La luz parpadeó en sus ojos molestos.
Tras apretar un poco los puños, agarró a Mia y se metió en el coche con ella.
Mientras Tanya y Pete esperaban un taxi, un Lincoln largo se detuvo repentinamente frente a ellos.
La puerta se abrió y el rostro asombrosamente apuesto de Joel apareció frente a ellos.
Dijo: —¿Adónde van?
Les llevaré.
Tanya se quedó tan sorprendida que inmediatamente miró a su alrededor.
Cuando vio que nadie se había fijado en ellos, respiró aliviada.
Luego, tomó la mano de Pete, dio un paso atrás y dijo con aire de resistencia: —No, está bien.
Pero en cuanto lo dijo, Joel le contestó de forma dominante y con voz suave: —No me hagas bajar del coche y secuestrarte.
Tanya: —…
Los padres y los profesores cercanos estaban a punto de acercarse.
Tanya no quería causar ningún problema, así que sólo pudo recoger a Pete y subir rápidamente.
La puerta del coche se cerró despacio.
Mia gritó alegremente: —¡Cherry!
¡Srta.
Turner!
Tanya le sonrió.
Y Pete tomó la iniciativa de sentarse junto a Mia.
Tanya frunció las cejas: ahora sólo podía sentarse junto a Joel.
Sin embargo, se apartó de él y puso algo de distancia entre ellos.
Él frunció el ceño al verlo.
Bajó la mirada y preguntó: —¿Su dirección?
Sólo entonces Tanya reaccionó por fin.
Después de darle la dirección de los Anderson, Joel la miró y le preguntó: —¿Te quedas con los Anderson?
Tanya asintió.
Joel bajó la mirada: —No es muy conveniente quedarse en la casa de otra persona, ¿verdad?
¿No tienes otro lugar donde puedas quedarte?
Tanya se dio la vuelta y respondió: —Eso no parece ser de su incumbencia, señor Smith.
Ella lo estaba llamando Sr.
Smith de nuevo…
Joel respiró profundamente y dijo: —Es cierto.
No tenemos nada que ver.
Tanya apretó la mandíbula.
En efecto, no tienen nada que ver entre sí.

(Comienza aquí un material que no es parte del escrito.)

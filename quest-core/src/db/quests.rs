use anyhow::{Context, Result};
use chrono::Utc;
use rusqlite::{params, Connection, OptionalExtension, Row};
use uuid::Uuid;

use super::{uuid_column, Database};
use crate::models::*;

const QUEST_COLUMNS: &str = "id, user_id, quest_type, title, description, xp_reward, \
     category, difficulty, completed, created_at, expires_at, progress, target";

fn quest_from_row(row: &Row<'_>) -> rusqlite::Result<Quest> {
    let raw_type: String = row.get(2)?;
    let quest_type = QuestType::from_str(&raw_type).ok_or_else(|| {
        rusqlite::Error::FromSqlConversionFailure(
            2,
            rusqlite::types::Type::Text,
            format!("unknown quest type: {raw_type}").into(),
        )
    })?;

    Ok(Quest {
        id: uuid_column(row, 0)?,
        user_id: uuid_column(row, 1)?,
        quest_type,
        title: row.get(3)?,
        description: row.get(4)?,
        xp_reward: row.get(5)?,
        category: row.get(6)?,
        difficulty: row.get(7)?,
        completed: row.get(8)?,
        created_at: row.get(9)?,
        expires_at: row.get(10)?,
        progress: row.get(11)?,
        target: row.get(12)?,
    })
}

fn select_quests(
    conn: &Connection,
    user_id: Uuid,
    quest_type: QuestType,
) -> rusqlite::Result<Vec<Quest>> {
    let mut stmt = conn.prepare(&format!(
        "SELECT {QUEST_COLUMNS} FROM quests
         WHERE user_id = ?1 AND quest_type = ?2
         ORDER BY created_at ASC, rowid ASC"
    ))?;
    let quests = stmt
        .query_map(
            params![user_id.to_string(), quest_type.as_str()],
            quest_from_row,
        )?
        .collect();
    quests
}

fn insert_quest(conn: &Connection, quest: &Quest) -> rusqlite::Result<()> {
    conn.execute(
        &format!("INSERT INTO quests ({QUEST_COLUMNS}) VALUES (?1, ?2, ?3, ?4, ?5, ?6, ?7, ?8, ?9, ?10, ?11, ?12, ?13)"),
        params![
            quest.id.to_string(),
            quest.user_id.to_string(),
            quest.quest_type.as_str(),
            quest.title,
            quest.description,
            quest.xp_reward,
            quest.category,
            quest.difficulty,
            quest.completed,
            quest.created_at,
            quest.expires_at,
            quest.progress,
            quest.target,
        ],
    )?;
    Ok(())
}

impl Database {
    pub fn list_quests(&self, user_id: Uuid, quest_type: QuestType) -> Result<Vec<Quest>> {
        self.with_connection(|conn| Ok(select_quests(conn, user_id, quest_type)?))
    }

    /// Return the user's quests of `quest_type`, seeding them from the
    /// templates on first access.
    pub fn ensure_quests(&self, user_id: Uuid, quest_type: QuestType) -> Result<Vec<Quest>> {
        self.with_transaction(|tx| {
            let existing = select_quests(tx, user_id, quest_type)?;
            if !existing.is_empty() {
                return Ok(existing);
            }

            let now = Utc::now();
            let seeded: Vec<Quest> = quest_type
                .templates()
                .iter()
                .map(|t| Quest::from_template(user_id, quest_type, t, now))
                .collect();
            for quest in &seeded {
                insert_quest(tx, quest)
                    .with_context(|| format!("seeding {} quest", quest_type.as_str()))?;
            }

            tracing::debug!(
                user_id = %user_id,
                quest_type = quest_type.as_str(),
                count = seeded.len(),
                "Seeded quests"
            );
            Ok(seeded)
        })
    }

    pub fn get_quest(
        &self,
        id: Uuid,
        user_id: Uuid,
        quest_type: QuestType,
    ) -> Result<Option<Quest>> {
        self.with_connection(|conn| {
            Ok(conn
                .query_row(
                    &format!(
                        "SELECT {QUEST_COLUMNS} FROM quests
                         WHERE id = ?1 AND user_id = ?2 AND quest_type = ?3"
                    ),
                    params![id.to_string(), user_id.to_string(), quest_type.as_str()],
                    quest_from_row,
                )
                .optional()?)
        })
    }
}

#[cfg(test)]
mod tests {
    use super::*;

    fn setup() -> (Database, User) {
        let db = Database::open_memory().unwrap();
        db.migrate().unwrap();
        let user = db
            .create_user(CreateUserInput {
                email: "q@example.com".into(),
                username: "quester".into(),
                password_hash: "hash".into(),
            })
            .unwrap()
            .unwrap();
        (db, user)
    }

    #[test]
    fn ensure_quests_seeds_once() {
        let (db, user) = setup();

        let first = db.ensure_quests(user.id, QuestType::Daily).unwrap();
        assert_eq!(first.len(), 3);
        assert!(first.iter().all(|q| !q.completed && q.target == 1));

        let second = db.ensure_quests(user.id, QuestType::Daily).unwrap();
        let first_ids: Vec<_> = first.iter().map(|q| q.id).collect();
        let second_ids: Vec<_> = second.iter().map(|q| q.id).collect();
        assert_eq!(first_ids, second_ids);
    }

    #[test]
    fn quests_are_keyed_by_type() {
        let (db, user) = setup();
        let daily = db.ensure_quests(user.id, QuestType::Daily).unwrap();

        let id = daily[0].id;
        assert!(db.get_quest(id, user.id, QuestType::Daily).unwrap().is_some());
        assert!(db.get_quest(id, user.id, QuestType::Weekly).unwrap().is_none());
        assert!(db.list_quests(user.id, QuestType::Weekly).unwrap().is_empty());
    }
}
use axum::extract::{Path, State};
use axum::Json;
use chrono::Utc;
use serde_json::{json, Value};
use uuid::Uuid;

use quest_core::models::BossChallenge;
use quest_core::Completable;

use super::AppState;
use crate::auth::CurrentUser;
use crate::error::ApiError;

/// GET /api/boss-challenge/today
pub async fn today(
    CurrentUser(user_id): CurrentUser,
    State(state): State<AppState>,
) -> Result<Json<BossChallenge>, ApiError> {
    let challenge = state
        .db
        .boss_challenge_for(user_id, Utc::now().date_naive())?;
    Ok(Json(challenge))
}

/// POST /api/boss-challenge/{challenge_id}/complete
pub async fn complete(
    CurrentUser(user_id): CurrentUser,
    State(state): State<AppState>,
    Path(challenge_id): Path<String>,
) -> Result<Json<Value>, ApiError> {
    let id = Uuid::parse_str(&challenge_id).map_err(|_| ApiError::NotFound("Challenge"))?;
    let outcome = state.db.complete(user_id, Completable::Boss { id })?;

    Ok(Json(json!({
        "success": true,
        "xp_gained": outcome.xp_gained,
        "level_up": outcome.level_up,
        "new_level": outcome.new_level,
    })))
}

Y ese hombre debía incluso odiarla, ¿no?
Por eso no permitía que su hija bailara, porque era bailarina, ¿no?
Tanya no esperaba que Joel la odiara tanto.
Es que si la odiaba tanto, ¿por qué los llevaba a casa?
En medio de sus dudas, Joel dijo: —La otra vez fue un malentendido mío.
¿La otra vez?
¿Se refería a aquella vez en el hospital cuando entendió mal que ella era la amante del Sr.
Hunt?
Con una mirada fría, Tanya dijo sarcásticamente: —No es culpa suya, señor Smith.
Es porque me parezco demasiado a la amante de alguien.
Joel: —…
Sabía que le estaba despreciando, pero por la reacción de Tanya, en cambio, captó vagas sombras de cómo eran en el pasado.
Respiró profundamente y siguió: —No tienes que decir eso.
Tampoco es lo que quería decir…
No importa.
Te llevo a casa porque quería disculparme contigo.
—Puede ahorrarse las disculpas, Sr.
Smith —respondió Tanya con frialdad—.
Estará bien siempre que se mantenga alejado de mí en el futuro, ¡no sea que me convierta en una monstruosidad para usted!
Joel: —!
La guardería estaba muy cerca de la villa de los Anderson, así que ya habían llegado mientras hablaban.
El chofer incluso sintió que su jefe le había mirado con frialdad cuando paró el coche.
—Bajemos.
Tanya estaba a punto de salir del coche con Pete cuando de repente miró a Joel y le preguntó: —Papá de Mia, ¿por qué le prohíbes que aprenda a bailar?